После указа Петра III о вольности дворянства возвращение к прежней практике его закрепощения, в том числе и в смягченных преемниками Петра I формах, было невозможно, даже если бы Екатерина того хотела. Лишение дворян дарованной им свободы означало бы утрату троном его главной социальной опоры. Из этой исторической точки двигаться можно было только вперед. Но такого рода движение наталкивалось на проблемы, беспрецедентные по своей новизне и сложности.
Речь шла о ревизии базовых принципов российской милитаристской государственности, которая на протяжении всего послемонгольского периода развивалась посредством нараставшего закрепощения служилого сословия, достигшего своего пика при Петре I. Речь шла, говоря иначе, о том, чтобы сохранить и укрепить завоеванные реформатором державные позиции России – попятное движение в данном отношении было бы равносильно политическому самоубийству, – одновременно реформируя созданную им милитаристскую государственную систему. Не удивительно, что между указом Петра III и жалованной грамотой дворянству Екатерины II (1785) прошло почти четверть века. Императрица не отменяла этот указ. Но она его долго не подтверждала.
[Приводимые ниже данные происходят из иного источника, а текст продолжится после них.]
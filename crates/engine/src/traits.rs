//! Collaborator seams between the engine and storage.
//!
//! The engine only performs reads, expressed through these two traits.
//! `CatalogStore` implements both (see `store_impl`); tests swap in
//! in-memory fakes to drive the engine without a database.

use catalog::{CatalogError, Category, HistoryStats, Workout, WorkoutFilter};
use chrono::NaiveDate;
use std::future::Future;

type Result<T> = std::result::Result<T, CatalogError>;

/// Read access to the workout catalog.
pub trait WorkoutCatalog: Send + Sync {
    /// Query workouts matching the filter. Order does not matter to the
    /// engine.
    fn workouts(
        &self,
        filter: &WorkoutFilter,
    ) -> impl Future<Output = Result<Vec<Workout>>> + Send;

    /// Fetch one workout by id.
    fn workout(&self, id: &str) -> impl Future<Output = Result<Workout>> + Send;

    /// Companion candidates for a main workout: recommendable warmups or
    /// cooldowns matching the target (or Full Body), shortest five first.
    fn companion_pool(
        &self,
        category: Category,
        target: &str,
    ) -> impl Future<Output = Result<Vec<Workout>>> + Send;
}

/// Read access to the append-only session history.
pub trait SessionHistory: Send + Sync {
    /// Lifetime completion statistics for a workout.
    fn stats(&self, workout_id: &str) -> impl Future<Output = Result<HistoryStats>> + Send;

    /// Whether the workout was completed on or after `cutoff`
    /// (inclusive).
    fn completed_since(
        &self,
        workout_id: &str,
        cutoff: NaiveDate,
    ) -> impl Future<Output = Result<bool>> + Send;
}
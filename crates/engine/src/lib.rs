//! # Engine Crate
//!
//! The recommendation engine: given sanitized criteria, it queries the
//! catalog for eligible candidates, drops those still in their repeat
//! cooldown, scores the rest against history, weighted-randomly selects
//! one, and attaches a compatible warmup and cooldown.
//!
//! ## Components
//!
//! - **criteria**: request criteria, permissive sanitization, catalog
//!   filter translation
//! - **cooldown**: repeat-cooldown cutoff computation
//! - **scoring**: the linear desirability score
//! - **selection**: weighted random selection from the top pool
//! - **companions**: warmup/cooldown pairing
//! - **engine**: the orchestrator tying the stages together
//! - **traits**: collaborator seams over storage (implemented for
//!   `CatalogStore` in `store_impl`, fakeable in tests)
//!
//! ## Example Usage
//!
//! ```ignore
//! use engine::{RecommendationEngine, RecommendCriteria};
//! use rand::SeedableRng;
//!
//! let engine = RecommendationEngine::new(store);
//! let mut rng = rand_chacha::ChaCha8Rng::seed_from_u64(42);
//! let rec = engine.recommend(&criteria, today, &mut rng).await?;
//! println!("{} (+warmup: {})", rec.workout.title, rec.warmup.is_some());
//! ```

pub mod companions;
pub mod cooldown;
pub mod criteria;
pub mod engine;
pub mod error;
pub mod scoring;
pub mod selection;
mod store_impl;
pub mod traits;

// Re-export main types
pub use companions::CompanionPair;
pub use criteria::{RawRecommendQuery, RecommendCriteria};
pub use engine::{Recommendation, RecommendationEngine, Stage};
pub use error::{RecommendError, Result};
pub use scoring::{score_workout, ScoredCandidate};
pub use selection::{pick_weighted, pool_size};
pub use traits::{SessionHistory, WorkoutCatalog};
67 См.: Платонов С.Ф. Полный курс лекций по русской истории. С. 468-472; Леонтович В.В. История либерализма в России, 1762-1914. М., 1995. С. 27-51; Каменский А.Б. От Петра I до Павла I. С. 468-469.
Дарованное дворянам право не служить, дополнявшееся правом свободного выезда за границу и службы другим государствам, в каком-то смысле было возвращением к боярским вольностям домонгольской эпохи. То, что со времен Ивана III именовалось изменой, отныне таковой не считалось, репрессированные частные интересы реабилитировались. С той, впрочем, существенной разницей, что теперь это происходило на основе закона, а не обычая, к было в домонгольские и монгольские времена, причем в условиях, когда благополучие дворян обеспечивалось трудом крепостного крестьянства. Но государство не могло обойтись без их службы. Добровольно же они на нее не рвались, о чем было известно еще со времен Анны Иоанновны: сокращение срока службы до 25 лет привело к массовым отставкам тех, кто его уже отслужил. Реакция на указ Петра III была аналогичной.